(Data excerpts)
----

use crate::binary_io::{BinaryWriter, WriteLen};
use crate::error::{CodecError, CodecResult};
use crate::frame::write_field_frame;
use crate::wire::WireType;
use std::io::Write;
use tagwire_types::schema::{LogicalType, MessageShape};
use tagwire_types::value::{Message, Value};

/// Write one message envelope: one frame + payload per present field (in
/// declaration order; unions write their single set variant), then STOP.
/// Returns the byte count written, STOP included.
pub fn write_message<W: Write>(w: &mut BinaryWriter<W>, message: &Message) -> CodecResult<WriteLen> {
    let mut w_len = 0;
    let descriptor = message.descriptor();

    match descriptor.shape() {
        MessageShape::Union => {
            if let Some((field, value)) = message.union_field() {
                w_len += write_field_frame(w, WireType::for_type(&field.field_type), field.id)?;
                w_len += *write_field_value(w, value, &field.field_type)?;
            }
        }
        MessageShape::Struct | MessageShape::Exception => {
            for field in descriptor.fields() {
                if let Some(value) = message.get(field.id) {
                    w_len +=
                        write_field_frame(w, WireType::for_type(&field.field_type), field.id)?;
                    w_len += *write_field_value(w, value, &field.field_type)?;
                }
            }
        }
    }

    w_len += w.write_u8(WireType::Stop.tag())?;
    Ok(WriteLen::from(w_len))
}

/// Write one value's payload under its declared type. The frame header is
/// the caller's; container headers (element tags, counts) are written here.
pub fn write_field_value<W: Write>(
    w: &mut BinaryWriter<W>,
    value: &Value,
    declared: &LogicalType,
) -> CodecResult<WriteLen> {
    let w_len = match (declared, value) {
        // A void payload is the frame alone.
        (LogicalType::Void, _) => 0,
        (LogicalType::Bool, Value::Bool(b)) => w.write_i8(if *b { 1 } else { 0 })?,
        (LogicalType::Byte, Value::Byte(int)) => w.write_i8(*int)?,
        (LogicalType::I16, Value::I16(int)) => w.write_i16(*int)?,
        (LogicalType::I32, Value::I32(int)) => w.write_i32(*int)?,
        (LogicalType::I64, Value::I64(int)) => w.write_i64(*int)?,
        (LogicalType::Double, Value::Double(double)) => w.write_f64(*double)?,
        (LogicalType::Str, Value::Str(s)) => write_blob(w, s.as_bytes())?,
        (LogicalType::Binary, Value::Bytes(b)) => write_blob(w, b)?,
        (LogicalType::Enum(_), Value::Enum(enum_value)) => w.write_i32(enum_value.id)?,
        (LogicalType::Message(_), Value::Message(nested)) => *write_message(w, nested)?,
        (LogicalType::Map(key_type, value_type), Value::Map(map)) => {
            let mut w_len = 0;
            w_len += w.write_u8(WireType::for_type(key_type).tag())?;
            w_len += w.write_u8(WireType::for_type(value_type).tag())?;
            w_len += w.write_u32(len_u32(map.len())?)?;
            for (key, value) in map.iter() {
                w_len += *write_field_value(w, key, key_type)?;
                w_len += *write_field_value(w, value, value_type)?;
            }
            w_len
        }
        (LogicalType::Set(item_type), Value::Set(set)) => {
            write_items(w, item_type, set.iter(), set.len())?
        }
        (LogicalType::List(item_type), Value::List(list)) => {
            write_items(w, item_type, list.iter(), list.len())?
        }
        (declared, value) => {
            return Err(CodecError::UnhandledFieldType {
                declared: declared.kind_name(),
                value: value.kind_name(),
            });
        }
    };
    Ok(WriteLen::from(w_len))
}

fn write_blob<W: Write>(w: &mut BinaryWriter<W>, buf: &[u8]) -> CodecResult<usize> {
    let mut w_len = 0;
    w_len += w.write_u32(len_u32(buf.len())?)?;
    w_len += w.write_bytes(buf)?;
    Ok(w_len)
}

/// Shared SET/LIST payload: item tag, count, then item payloads in iteration
/// order.
fn write_items<'a, W: Write>(
    w: &mut BinaryWriter<W>,
    item_type: &LogicalType,
    items: impl Iterator<Item = &'a Value>,
    count: usize,
) -> CodecResult<usize> {
    let mut w_len = 0;
    w_len += w.write_u8(WireType::for_type(item_type).tag())?;
    w_len += w.write_u32(len_u32(count)?)?;
    for item in items {
        w_len += *write_field_value(w, item, item_type)?;
    }
    Ok(w_len)
}

fn len_u32(len: usize) -> CodecResult<u32> {
    u32::try_from(len).map_err(|_| CodecError::LengthOverflow(len))
}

----

**Work instructions**
Each line above that contains "usize" must be copied out.

**Task output**
fn write_blob<W: Write>(w: &mut BinaryWriter<W>, buf: &[u8]) -> CodecResult<usize> {
    count: usize,
) -> CodecResult<usize> {
fn len_u32(len: usize) -> CodecResult<u32> {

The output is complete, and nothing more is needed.